Night Moves, dernier film en date de Kelly Reichardt, est une œuvre en totale apesanteur restant durant toute sa longueur confinée dans ses non-dits et dans le minimalisme de son scénario qui dresse un constat amer sur les consciences écologiques d’une jeunesse en quête de révolution. La réalisatrice trace les traits de son film avec pertinence en deux parties cohérentes mais bien distinctes où la fébrilité psychologique de la culpabilité va remplacer la réalité mécanique des faits. Josh travaille dans une ferme biologique, est un mec lambda un peu mutique, on ne sait pas grand-chose de plus sur lui ni sur ses deux autres complices d’ailleurs. Il se réunit avec d’autres écologistes en soirée pour parler du problème environnemental de la planète mais tout cela parait bien surfait idéologiquement parlant, restant loin des problèmes concrets, juste bon à enjoliver notre conscience personnelle. Avec Dena et Harmon, il va passer à l’acte pour détruire un barrage d’eau. Pourquoi ? Depuis quand ont-ils cette idée ? Comment se sont-ils rencontrés ? Difficile à dire, on assiste juste à la préparation étape par étape de cette machination qui se déroule dans un emboitement sans accrocs où l’écologie se détruit elle-même sans le savoir. Kelly Reichardt préfère disséquer leurs actions plutôt que leurs émotions.
On ne sait pas grand-chose sur les personnages (l’un est sorti de taule, l’une est une fille à papa), on ne connait pas réellement les liens qui les unissent même si on décèle quelques moments de jalousie mais dès le début les visages sont inquiets, les questionnements sont furtifs. A l’image de ces trois protagonistes, qui n’auront cesse de vouloir rester invisibles aux yeux du monde que cela soit par les caméras des supermarchés, par les passants ou même par la police, la lisibilité de leur volonté reste difficile à déchiffrer. La réalisatrice ne s’épanche pas sur les revendications ou les motivations de ce jeune trio. Peut-être parce qu’il y en a tout simplement pas ou qu’elles peuvent paraître trop factices. Quelle que soit la cause mise sur un piédestal, mérite-t-elle un tel acte. Kelly Reichardt efface tout intérêt narratif aux conséquences de cet agissement sur l’environnement naturel mais pose son regard sur les sensations et les relations qui vont naître en chacun des personnages. Travaillant au mieux son cadrage et son montage, la mise en scène est d’une méticulosité impressionnante, chaque plan détient une atmosphère naturaliste humble où malgré la simplicité et le réalisme presque banal des situations dans un univers biologique, le film va se voir inonder d’une touche menaçante qui s’intensifiera au fil des minutes.

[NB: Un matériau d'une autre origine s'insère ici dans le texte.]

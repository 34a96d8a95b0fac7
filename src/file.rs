//! Open netcdf v3 files held in memory
#![allow(clippy::similar_names)]

use parking_lot::Mutex;

use super::attribute::{self, Attribute};
use super::cursor::ByteCursor;
use super::data::{self, Data};
use super::dimension::Dimension;
use super::error;
use super::extent::Extents;
use super::header::{self, Header, RecordDimension, Version};
use super::types::{NcGet, Value};
use super::variable::{Variable, VariableRef};

#[cfg(feature = "ndarray")]
use ndarray::ArrayD;

/// Read only accessible file
///
/// The header is parsed when the file is opened. Decoding data moves a
/// shared cursor, which is locked for the duration of each call, so a
/// `File` can be shared between threads.
#[derive(Debug)]
pub struct File<'buf> {
    header: Header,
    buf: &'buf [u8],
    cursor: Mutex<ByteCursor<'buf>>,
}

impl<'buf> File<'buf> {
    /// Parse the header of a buffer holding a complete file
    pub fn from_bytes(buf: &'buf [u8]) -> error::Result<Self> {
        let mut cursor = ByteCursor::new(buf);
        let header = header::parse(&mut cursor)?;
        Ok(Self {
            header,
            buf,
            cursor: Mutex::new(cursor),
        })
    }

    /// Format of the file
    pub fn version(&self) -> Version {
        self.header.version
    }

    /// All metadata of the file
    pub fn header(&self) -> &Header {
        &self.header
    }

    /// Get all dimensions in the file
    pub fn dimensions(&self) -> &[Dimension] {
        &self.header.dimensions
    }

    /// Get a single dimension
    pub fn dimension(&self, name: &str) -> Option<&Dimension> {
        self.header.dimensions.iter().find(|d| d.name == name)
    }

    /// Length of a dimension, the number of records for
    /// the unlimited dimension
    pub fn dimension_len(&self, name: &str) -> Option<usize> {
        let dim = self.dimension(name)?;
        if dim.is_unlimited() {
            Some(self.header.record_dimension.length as usize)
        } else {
            Some(dim.len())
        }
    }

    /// The unlimited dimension and layout of the records
    pub fn record_dimension(&self) -> &RecordDimension {
        &self.header.record_dimension
    }

    /// Get all attributes of the file
    pub fn global_attributes(&self) -> &[Attribute] {
        &self.header.global_attributes
    }

    /// Get a single attribute of the file
    pub fn attribute(&self, name: &str) -> Option<&Attribute> {
        attribute::find(&self.header.global_attributes, name)
    }

    /// Value of an attribute of the file
    pub fn attribute_value(&self, name: &str) -> Option<&Value> {
        self.attribute(name).map(Attribute::value)
    }

    /// Whether the file has an attribute with this name
    pub fn has_attribute(&self, name: &str) -> bool {
        self.attribute(name).is_some()
    }

    /// Get all variables in the file
    pub fn variables(&self) -> &[Variable] {
        &self.header.variables
    }

    /// Get a variable from the file
    pub fn variable(&self, name: &str) -> Option<&Variable> {
        self.header.variable(name)
    }

    /// Whether the file has a variable with this name
    pub fn has_variable(&self, name: &str) -> bool {
        self.variable(name).is_some()
    }

    /// Resolve a name or a descriptor to a variable
    pub fn find_variable<'a>(
        &'a self,
        var: impl Into<VariableRef<'a>>,
    ) -> error::Result<&'a Variable> {
        match var.into() {
            VariableRef::ByName(name) => self
                .variable(name)
                .ok_or_else(|| error::Error::VariableNotFound(name.to_string())),
            VariableRef::ByDescriptor(var) => Ok(var),
        }
    }

    /// An independent cursor over the buffer of this file, which
    /// can be used with the functions of [`data`](crate::data)
    /// without taking the lock
    pub fn cursor(&self) -> ByteCursor<'buf> {
        ByteCursor::new(self.buf)
    }

    /// All values of a variable
    ///
    /// Record variables give one entry per record
    pub fn values<'a>(&'a self, var: impl Into<VariableRef<'a>>) -> error::Result<Data> {
        let var = self.find_variable(var)?;
        let mut cursor = self.cursor.lock();
        if var.is_record {
            data::record(&mut cursor, var, &self.header.record_dimension)
        } else {
            data::non_record(&mut cursor, var)
        }
    }

    /// Part of a variable, with start and length counted in elements
    ///
    /// For record variables the selection must stay within one record
    /// or cover whole records
    pub fn values_slice<'a>(
        &'a self,
        var: impl Into<VariableRef<'a>>,
        start: Option<i64>,
        length: Option<i64>,
    ) -> error::Result<Data> {
        let var = self.find_variable(var)?;
        let mut cursor = self.cursor.lock();
        if var.is_record {
            data::record_slice(
                &mut cursor,
                var,
                &self.header.record_dimension,
                start,
                length,
            )
        } else {
            data::non_record_slice(&mut cursor, var, start, length)
        }
    }

    /// Part of a variable, given as a `start, length` pair for each
    /// dimension
    ///
    /// ```no_run
    /// # fn main() -> Result<(), Box<dyn std::error::Error>> {
    /// # let buffer = std::fs::read("madis-sao.nc")?;
    /// let file = netcdf3::open_mem(&buffer)?;
    /// // Rows 14 to 18 and the first three columns
    /// let data = file.values_filtered("staticIds", &[14, 5, 0, 3])?;
    /// assert_eq!(data.len(), 15);
    /// # Ok(()) }
    /// ```
    pub fn values_filtered<'a>(
        &'a self,
        var: impl Into<VariableRef<'a>>,
        filter: &[i64],
    ) -> error::Result<Data> {
        let var = self.find_variable(var)?;
        let extents = Extents::from_start_length(filter, var.dimension_ids.len())?;
        self.values_extents(var, extents)
    }

    /// Part of a variable, selected with extents
    pub fn values_extents<'a, E>(
        &'a self,
        var: impl Into<VariableRef<'a>>,
        extents: E,
    ) -> error::Result<Data>
    where
        E: TryInto<Extents>,
        E::Error: Into<error::Error>,
    {
        let var = self.find_variable(var)?;
        let extents: Extents = extents.try_into().map_err(Into::into)?;
        let shape = self.header.shape(var);
        let (start, count) = extents.start_count(&shape)?;

        let mut cursor = self.cursor.lock();
        data::filtered(
            &mut cursor,
            var,
            &self.header.record_dimension,
            &shape,
            &start,
            &count,
        )
    }

    /// All elements of a variable as a flat vector
    pub fn values_as<'a, T: NcGet>(
        &'a self,
        var: impl Into<VariableRef<'a>>,
    ) -> error::Result<Vec<T>> {
        self.values(var)?.into_vec()
    }

    /// Fetches a selection of a variable into an `ndarray`
    /// with the shape of the variable
    #[cfg(feature = "ndarray")]
    pub fn values_arr<'a, T: NcGet, E>(
        &'a self,
        var: impl Into<VariableRef<'a>>,
        extents: E,
    ) -> error::Result<ArrayD<T>>
    where
        E: TryInto<Extents>,
        E::Error: Into<error::Error>,
    {
        let var = self.find_variable(var)?;
        let extents: Extents = extents.try_into().map_err(Into::into)?;
        let (_, count) = extents.start_count(&self.header.shape(var))?;
        let values = self.values_extents(var, extents)?.into_vec::<T>()?;
        ArrayD::from_shape_vec(count, values).map_err(|e| e.to_string().into())
    }

    /// All entries of a variable, written out and joined together
    ///
    /// For a character variable this gives the text it holds.
    pub fn string_value<'a>(&'a self, var: impl Into<VariableRef<'a>>) -> error::Result<String> {
        let data = self.values(var)?;
        Ok(data.entries().map(|entry| entry.to_string()).collect())
    }
}

/// Width of the names column in the dump
const NAME_WIDTH: usize = 30;
/// Longest preview of the data of a variable
const PREVIEW_LEN: usize = 50;

/// Summary of the file, listing dimensions, global attributes and
/// the start of the data of every variable
impl std::fmt::Display for File<'_> {
    fn fmt(&self, f: &mut std::fmt::Formatter<'_>) -> std::fmt::Result {
        writeln!(f, "DIMENSIONS")?;
        for dim in self.dimensions() {
            writeln!(f, "  {:<NAME_WIDTH$} = size: {}", dim.name, dim.size)?;
        }

        writeln!(f)?;
        writeln!(f, "GLOBAL ATTRIBUTES")?;
        for att in self.global_attributes() {
            writeln!(f, "  {:<NAME_WIDTH$} = {}", att.name, att.value)?;
        }

        writeln!(f)?;
        write!(f, "VARIABLES:")?;
        for var in self.variables() {
            write!(f, "\n  {:<NAME_WIDTH$} = ", var.name)?;
            match self.values(var) {
                Ok(data) => {
                    let json = json_preview(&data);
                    let preview: String = json.chars().take(PREVIEW_LEN).collect();
                    write!(f, "{preview} (length: {})", data.len())?;
                }
                Err(e) => write!(f, "<{e}>")?,
            }
        }
        Ok(())
    }
}

fn json_preview(data: &Data) -> String {
    let entries: Vec<String> = data.entries().map(|e| json_value(&e)).collect();
    format!("[{}]", entries.join(","))
}

fn json_value(value: &Value) -> String {
    fn list<T: std::fmt::Display>(xs: &[T]) -> String {
        let xs: Vec<String> = xs.iter().map(ToString::to_string).collect();
        format!("[{}]", xs.join(","))
    }
    match value {
        Value::Str(s) => format!("{s:?}"),
        Value::Schars(x) => list(x),
        Value::Shorts(x) => list(x),
        Value::Ints(x) => list(x),
        Value::Floats(x) => list(x),
        Value::Doubles(x) => list(x),
        scalar => scalar.to_string(),
    }
}
//! Variables in the netcdf file
#![allow(clippy::similar_names)]

use super::attribute::{self, Attribute};
use super::types::{NcType, Value};

/// This struct defines a `netCDF` variable.
///
/// The descriptor only holds the metadata from the header,
/// data is decoded through [`File`](crate::File).
#[derive(Debug, Clone, PartialEq)]
pub struct Variable {
    pub(crate) name: String,
    pub(crate) dimension_ids: Vec<usize>,
    pub(crate) attributes: Vec<Attribute>,
    pub(crate) vartype: NcType,
    /// Bytes, per record for record variables
    pub(crate) size: u32,
    pub(crate) offset: u64,
    pub(crate) is_record: bool,
}

impl Variable {
    /// Get name of variable
    pub fn name(&self) -> &str {
        &self.name
    }
    /// Indices into the list of dimensions of the file,
    /// outermost first
    pub fn dimension_ids(&self) -> &[usize] {
        &self.dimension_ids
    }
    /// Get an attribute of this variable
    pub fn attribute(&self, name: &str) -> Option<&Attribute> {
        attribute::find(&self.attributes, name)
    }
    /// Value of an attribute of this variable
    pub fn attribute_value(&self, name: &str) -> Option<&Value> {
        self.attribute(name).map(Attribute::value)
    }
    /// Iterator over all the attributes of this variable
    pub fn attributes(&self) -> impl Iterator<Item = &Attribute> {
        self.attributes.iter()
    }
    /// Type of the elements
    pub fn vartype(&self) -> NcType {
        self.vartype
    }
    /// Size in bytes as declared in the header. For record
    /// variables this is the size of a single record
    pub fn size(&self) -> u32 {
        self.size
    }
    /// Position of the first element in the file
    pub fn offset(&self) -> u64 {
        self.offset
    }
    /// Whether the first dimension is the unlimited dimension
    pub fn is_record(&self) -> bool {
        self.is_record
    }
    /// Elements per record, or in total for a non-record variable
    ///
    /// Record variables with a declared size of zero hold a single element
    /// per record
    pub(crate) fn width(&self) -> usize {
        if self.is_record && self.size == 0 {
            1
        } else {
            self.size as usize / self.vartype.size()
        }
    }
}

/// A variable given either by name or by a descriptor
/// taken from the header
#[derive(Debug, Clone, Copy)]
pub enum VariableRef<'a> {
    /// Look up by name
    ByName(&'a str),
    /// Already resolved
    ByDescriptor(&'a Variable),
}

impl<'a> From<&'a str> for VariableRef<'a> {
    fn from(name: &'a str) -> Self {
        Self::ByName(name)
    }
}

impl<'a> From<&'a String> for VariableRef<'a> {
    fn from(name: &'a String) -> Self {
        Self::ByName(name)
    }
}

impl<'a> From<&'a Variable> for VariableRef<'a> {
    fn from(var: &'a Variable) -> Self {
        Self::ByDescriptor(var)
    }
}

impl std::fmt::Display for VariableRef<'_> {
    fn fmt(&self, f: &mut std::fmt::Formatter<'_>) -> std::fmt::Result {
        match self {
            Self::ByName(name) => f.write_str(name),
            Self::ByDescriptor(var) => f.write_str(&var.name),
        }
    }
}
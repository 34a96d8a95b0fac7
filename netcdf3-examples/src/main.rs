use clap::Parser;

#[derive(Debug, Parser)]
struct Opt {
    path: std::path::PathBuf,
    /// Print the start of the data of every variable
    #[arg(long)]
    data: bool,
}

fn main() {
    let opt = Opt::parse();

    match run(&opt) {
        Err(e) => {
            println!("{}", e);
            std::process::exit(1);
        }
        Ok(()) => {
            std::process::exit(0);
        }
    }
}

fn run(opt: &Opt) -> Result<(), Box<dyn std::error::Error>> {
    let buf = std::fs::read(&opt.path)?;
    let file = netcdf3::open_mem(&buf)?;

    println!("{} ({})", opt.path.display(), file.version());
    if opt.data {
        println!("{file}");
        return Ok(());
    }
    print_file(&file);
    Ok(())
}

fn print_file(file: &netcdf3::File) {
    let dims = file.dimensions();
    if !dims.is_empty() {
        println!("Dimensions:");
        for d in dims {
            if d.is_unlimited() {
                let records = file.dimension_len(d.name()).unwrap_or_default();
                println!("\t{} : Unlimited ({})", d.name(), records);
            } else {
                println!("\t{} : ({})", d.name(), d.len());
            }
        }
    }

    let variables = file.variables();
    if !variables.is_empty() {
        println!("Variables:");
        for v in variables {
            print!("\t{}", v.name());
            print!("(");
            for &id in v.dimension_ids() {
                if let Some(d) = dims.get(id) {
                    print!(" {} ", d.name());
                }
            }
            println!("): {}", v.vartype());
            for a in v.attributes() {
                println!("\t\t{} = {:?}", a.name(), a.value());
            }
        }
    }

    let attributes = file.global_attributes();
    if !attributes.is_empty() {
        println!("Attributes:");
        for a in attributes {
            println!("\t\t{} = {:?}", a.name(), a.value());
        }
    }
}
//! Parsing of the header of a netcdf v3 file
//!
//! The header is made of three tagged lists, each of which is either
//! `tag, count, count × element` or the empty marker `0, 0`:
//! dimensions (tag 10), global attributes (tag 12) and
//! variables (tag 11). Variables carry their own attribute list.

use super::attribute::Attribute;
use super::cursor::ByteCursor;
use super::dimension::Dimension;
use super::error::{self, not_netcdf};
use super::types::NcType;
use super::utils::{padding, read_name};
use super::variable::Variable;

const ABSENT: u32 = 0;
const NC_DIMENSION: u32 = 10;
const NC_VARIABLE: u32 = 11;
const NC_ATTRIBUTE: u32 = 12;

/// Number of records when the record dimension is streamed
pub const STREAMING: u32 = u32::MAX;

/// Format of the file, given by the fourth byte
#[derive(Debug, Copy, Clone, PartialEq, Eq)]
pub enum Version {
    /// Version byte 1, 32-bit offsets
    Classic,
    /// Version byte 2
    Offset64,
}

impl std::fmt::Display for Version {
    fn fmt(&self, f: &mut std::fmt::Formatter<'_>) -> std::fmt::Result {
        match self {
            Self::Classic => f.write_str("classic format"),
            Self::Offset64 => f.write_str("64-bit offset format"),
        }
    }
}

/// Metadata of the unlimited dimension
#[derive(Debug, Clone, PartialEq, Eq, Default)]
pub struct RecordDimension {
    /// Number of records
    pub length: u32,
    /// Index into the list of dimensions, `None` if
    /// the file has no unlimited dimension
    pub id: Option<usize>,
    /// Name of the unlimited dimension
    pub name: Option<String>,
    /// Bytes between the start of two consecutive records,
    /// the sum of the sizes of all record variables
    pub record_step: u64,
}

/// All metadata of a file
#[derive(Debug, Clone, PartialEq)]
pub struct Header {
    /// Format of the file
    pub version: Version,
    /// Unlimited dimension and record layout
    pub record_dimension: RecordDimension,
    /// Dimensions, indexed by the ids stored in variables
    pub dimensions: Vec<Dimension>,
    /// Attributes of the file
    pub global_attributes: Vec<Attribute>,
    /// Variables in file order
    pub variables: Vec<Variable>,
}

impl Header {
    /// Find a variable by name
    pub fn variable(&self, name: &str) -> Option<&Variable> {
        self.variables.iter().find(|v| v.name == name)
    }

    /// Length of each dimension of the variable, using the number
    /// of records for the record dimension
    pub fn shape(&self, var: &Variable) -> Vec<usize> {
        var.dimension_ids
            .iter()
            .map(|&id| {
                if Some(id) == self.record_dimension.id {
                    self.record_dimension.length as usize
                } else {
                    self.dimensions.get(id).map_or(0, |d| d.size)
                }
            })
            .collect()
    }
}

/// Parse the header, starting at the magic bytes
pub fn parse(cursor: &mut ByteCursor) -> error::Result<Header> {
    match cursor.read_bytes(3) {
        Ok(b"CDF") => {}
        _ => return not_netcdf("should start with CDF"),
    }
    let version = match cursor.read_u8() {
        Ok(1) => Version::Classic,
        Ok(2) => Version::Offset64,
        _ => return not_netcdf("unknown version"),
    };

    let mut record_dimension = RecordDimension {
        length: cursor.read_u32()?,
        ..RecordDimension::default()
    };

    let dimensions = dimension_list(cursor, &mut record_dimension)?;
    let global_attributes = attribute_list(cursor)?;
    let variables = variable_list(cursor, version, &dimensions, &mut record_dimension)?;

    Ok(Header {
        version,
        record_dimension,
        dimensions,
        global_attributes,
        variables,
    })
}

/// Reads the list tag, returning the number of elements
fn list_len(cursor: &mut ByteCursor, expected: u32, what: &str) -> error::Result<usize> {
    let tag = cursor.read_u32()?;
    if tag == ABSENT {
        if cursor.read_u32()? != ABSENT {
            return not_netcdf(format!("wrong empty tag for list of {what}"));
        }
        return Ok(0);
    }
    if tag != expected {
        return not_netcdf(format!("wrong tag for list of {what}"));
    }
    Ok(cursor.read_u32()?.try_into()?)
}

fn read_type(cursor: &mut ByteCursor) -> error::Result<NcType> {
    let code = cursor.read_u32()?;
    NcType::try_from(code).or_else(|_| not_netcdf(format!("non valid type {code}")))
}

fn dimension_list(
    cursor: &mut ByteCursor,
    record_dimension: &mut RecordDimension,
) -> error::Result<Vec<Dimension>> {
    let ndims = list_len(cursor, NC_DIMENSION, "dimensions")?;
    let mut dimensions = Vec::with_capacity(ndims.min(cursor.remaining() / 8));
    for id in 0..ndims {
        let name = read_name(cursor)?;
        let size: usize = cursor.read_u32()?.try_into()?;
        if size == 0 {
            if record_dimension.id.is_some() {
                return not_netcdf("multiple unlimited dimensions");
            }
            record_dimension.id = Some(id);
            record_dimension.name = Some(name.clone());
        }
        dimensions.push(Dimension { name, size });
    }
    Ok(dimensions)
}

fn attribute_list(cursor: &mut ByteCursor) -> error::Result<Vec<Attribute>> {
    let natts = list_len(cursor, NC_ATTRIBUTE, "attributes")?;
    let mut attributes = Vec::with_capacity(natts.min(cursor.remaining() / 12));
    for _ in 0..natts {
        let name = read_name(cursor)?;
        let vartype = read_type(cursor)?;
        let nelems = cursor.read_u32()?.try_into()?;
        let value = vartype.decode(cursor, nelems)?;
        padding(cursor)?;
        attributes.push(Attribute { name, value });
    }
    Ok(attributes)
}

fn variable_list(
    cursor: &mut ByteCursor,
    version: Version,
    dimensions: &[Dimension],
    record_dimension: &mut RecordDimension,
) -> error::Result<Vec<Variable>> {
    let nvars = list_len(cursor, NC_VARIABLE, "variables")?;
    let mut variables = Vec::with_capacity(nvars.min(cursor.remaining() / 24));
    for _ in 0..nvars {
        let name = read_name(cursor)?;
        let ndims: usize = cursor.read_u32()?.try_into()?;
        let mut dimension_ids = Vec::with_capacity(ndims.min(cursor.remaining() / 4));
        for _ in 0..ndims {
            let id: usize = cursor.read_u32()?.try_into()?;
            if id >= dimensions.len() {
                return not_netcdf("dimension id out of range");
            }
            dimension_ids.push(id);
        }
        let attributes = attribute_list(cursor)?;
        let vartype = read_type(cursor)?;
        let size = cursor.read_u32()?;

        let offset = match version {
            Version::Classic => cursor.read_u32()?,
            Version::Offset64 => {
                if cursor.read_u32()? != 0 {
                    return not_netcdf("offsets larger than 4GB not supported");
                }
                cursor.read_u32()?
            }
        };

        let is_record = record_dimension.id.is_some()
            && dimension_ids.first().copied() == record_dimension.id;
        if is_record {
            record_dimension.record_step += u64::from(size);
        }

        variables.push(Variable {
            name,
            dimension_ids,
            attributes,
            vartype,
            size,
            offset: offset.into(),
            is_record,
        });
    }
    Ok(variables)
}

Petit à petit l’immensité de la nature va se renfermer sur eux. Tout ou presque tout se passe en hors champ ou arrière-plan, comme cette explosion de barrages que l’on ne voit pas mais que l’on entend. Après cet acte où les trois complices s’étaient promis de ne plus communiquer entre eux, les conséquences de leur crime vont les déborder littéralement pour les envahir d’une culpabilité et d’une paranoïa débordante, suite à la mort d’un campeur. Les enjeux moraux vont prendre corps et en corrélation avec sa mise en scène adroite et la délicatesse de sa direction d’acteur, Night Moves essaye avec subtilité de capter les sensations plutôt que les pensées de ses trois activistes. C’est à ce moment-là que l’ampleur de leur complot commence à les dépasser et les aspirer dans une spirale paranoïaque qui va faire resurgir la solitude de tout un chacun, l’appréhension face à l’inconnu, la peur d’être découvert. Night Moves est un questionnement subtil sur l’horizon écologique parfois austère pour devenir un bouillonnement psychologique se finissant sur une fenêtre ouverte violemment ambiante. Un grand film mineur.